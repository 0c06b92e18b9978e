use anyhow::Result;
use clap::Parser;
use std::path::Path;
use tdrl::util::run_dir;
use tdrl_candle_agent::{
    dqn::{Dqn, DqnConfig, DqnModelConfig, EpsilonGreedy},
    mlp::{Mlp, MlpConfig},
    opt::OptimizerConfig,
    sync::SyncPolicy,
    util::CriticLoss,
    Activation, Device, TensorBatch,
};
use tdrl_core::{
    record::AggregateRecorder,
    replay_buffer::{
        FrameStackReplayBuffer, FrameStackReplayBufferConfig, FrameStackStepProcessor,
        FrameStackStepProcessorConfig,
    },
    schedule::ExplorationSchedule,
    Agent, Configurable, DefaultEvaluator, Env as _, Evaluator as _, ReplayBufferBase,
    StepProcessor, Trainer, TrainerConfig,
};
use tdrl_envs::{Catch, CatchConfig};
use tdrl_tensorboard::TensorboardRecorder;

const DIM_ACT: usize = 3;
const N_EPISODES_PER_EVAL: usize = 10;

type Env = Catch;
type StepProc = FrameStackStepProcessor<Env, TensorBatch>;
type ReplayBuffer = FrameStackReplayBuffer<TensorBatch, TensorBatch>;
type Evaluator = DefaultEvaluator<Env>;

/// Train DQN agent on stacked pixel frames with soft target updates in catch environment
#[derive(Parser, Debug, Clone)]
#[command(version, about)]
struct Args {
    /// Total number of environment steps
    #[arg(long, default_value_t = 100_000)]
    total_timesteps: usize,

    /// Batch size
    #[arg(long, default_value_t = 32)]
    batch_size: usize,

    /// Capacity of the replay buffer in frames
    #[arg(long, default_value_t = 50_000)]
    buffer_size: usize,

    /// Learning rate
    #[arg(long, default_value_t = 1e-4)]
    learning_rate: f64,

    /// Units of the hidden layers
    #[arg(long, value_delimiter = ',', default_value = "128,128")]
    list_layer: Vec<usize>,

    /// Discount factor
    #[arg(long, default_value_t = 0.99)]
    gamma: f64,

    /// Soft update coefficient of the target network
    #[arg(long, default_value_t = 5e-3)]
    tau: f64,

    /// Initial probability of random actions
    #[arg(long, default_value_t = 1.0)]
    eps_start: f64,

    /// Asymptotic probability of random actions
    #[arg(long, default_value_t = 0.01)]
    eps_end: f64,

    /// Decay constant of the probability of random actions in environment steps
    #[arg(long, default_value_t = 10_000.0)]
    eps_decay: f64,

    /// Environment steps before the first optimization step
    #[arg(long, default_value_t = 5_000)]
    learning_start: usize,

    /// Interval of optimization steps in environment steps
    #[arg(long, default_value_t = 4)]
    train_frequency: usize,

    /// Interval of evaluation, checkpoint and flushing records in environment steps
    #[arg(long, default_value_t = 5_000)]
    eval_interval: usize,

    /// Random seed
    #[arg(long, default_value_t = 0)]
    seed: u64,

    /// Base directory of runs
    #[arg(long, default_value = "runs")]
    runs_dir: String,
}

fn create_env_config() -> CatchConfig {
    CatchConfig::default()
}

fn create_agent_config(args: &Args, env_config: &CatchConfig) -> DqnConfig<MlpConfig> {
    let in_dim = env_config.stack * env_config.height * env_config.width;
    let mlp_config = MlpConfig::new(in_dim, args.list_layer.clone(), DIM_ACT, Activation::None);
    let model_config = DqnModelConfig::default()
        .q_config(mlp_config)
        .opt_config(OptimizerConfig::Adam {
            lr: args.learning_rate,
        });
    let explorer = EpsilonGreedy::new(
        ExplorationSchedule::Exponential {
            eps_start: args.eps_start,
            eps_end: args.eps_end,
            decay: args.eps_decay,
        },
        args.seed,
    );

    DqnConfig::default()
        .model_config(model_config)
        .batch_size(args.batch_size)
        .discount_factor(args.gamma)
        .double_dqn(false)
        .sync(SyncPolicy::Soft { tau: args.tau })
        .critic_loss(CriticLoss::SmoothL1)
        .explorer(explorer)
        .device(Device::Cpu)
}

fn create_buffer_config(args: &Args, env_config: &CatchConfig) -> FrameStackReplayBufferConfig {
    FrameStackReplayBufferConfig::default()
        .capacity(args.buffer_size)
        .seed(args.seed)
        .stack(env_config.stack)
        .frame_shape(env_config.frame_shape())
}

fn create_trainer_config(args: &Args, model_dir: &Path) -> TrainerConfig {
    TrainerConfig::default()
        .total_timesteps(args.total_timesteps)
        .warmup_period(args.learning_start)
        .opt_interval(args.train_frequency)
        .eval_interval(args.eval_interval)
        .save_interval(args.eval_interval)
        .flush_record_interval(args.eval_interval)
        .record_compute_cost_interval(args.eval_interval)
        .model_dir(model_dir.to_string_lossy())
}

fn train(args: &Args) -> Result<()> {
    let run_dir = run_dir(&args.runs_dir, "dqn_catch")?;
    let env_config = create_env_config();
    let agent_config = create_agent_config(args, &env_config);
    let buffer_config = create_buffer_config(args, &env_config);
    let trainer_config = create_trainer_config(args, &run_dir.join("model"));
    env_config.save(run_dir.join("env.yaml"))?;
    agent_config.save(run_dir.join("agent.yaml"))?;
    buffer_config.save(run_dir.join("replay_buffer.yaml"))?;
    trainer_config.save(run_dir.join("trainer.yaml"))?;

    let mut recorder: Box<dyn AggregateRecorder> = Box::new(TensorboardRecorder::new(&run_dir));
    let mut trainer = Trainer::build(trainer_config);
    let env = Env::build(&env_config, args.seed as i64)?;
    let step_proc = StepProc::build(&FrameStackStepProcessorConfig::default());
    let mut agent = Dqn::<Env, Mlp, ReplayBuffer>::build(agent_config)?;
    let mut buffer = ReplayBuffer::build(&buffer_config);
    let mut evaluator = Evaluator::new(
        Env::build(&env_config, args.seed as i64 + 1)?,
        N_EPISODES_PER_EVAL,
    )?;

    trainer.train(
        env,
        step_proc,
        &mut agent,
        &mut buffer,
        &mut recorder,
        &mut evaluator,
    )?;

    let best = run_dir.join("model").join("best");
    if best.exists() {
        eval(args, &best)?;
    }

    Ok(())
}

fn eval(args: &Args, model_dir: &Path) -> Result<()> {
    let env_config = create_env_config();
    let mut agent = Dqn::<Env, Mlp, ReplayBuffer>::build(create_agent_config(args, &env_config))?;
    agent.load_params(model_dir)?;
    agent.eval();

    let env = Env::build(&env_config, args.seed as i64 + 2)?;
    let record = Evaluator::new(env, N_EPISODES_PER_EVAL)?.evaluate(&mut agent)?;
    log::info!(
        "Average return of the best model: {}",
        record.get_scalar("eval_return")?
    );

    Ok(())
}

fn main() -> Result<()> {
    env_logger::Builder::from_env(env_logger::Env::default().default_filter_or("info")).init();
    let args = Args::parse();
    train(&args)
}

################

## TO DO
Please copy out each line in the entries that mentions the string "actions".

## SOLUTION TO THIS PROBLEM
    /// Initial probability of random actions
    /// Asymptotic probability of random actions
    /// Decay constant of the probability of random actions in environment steps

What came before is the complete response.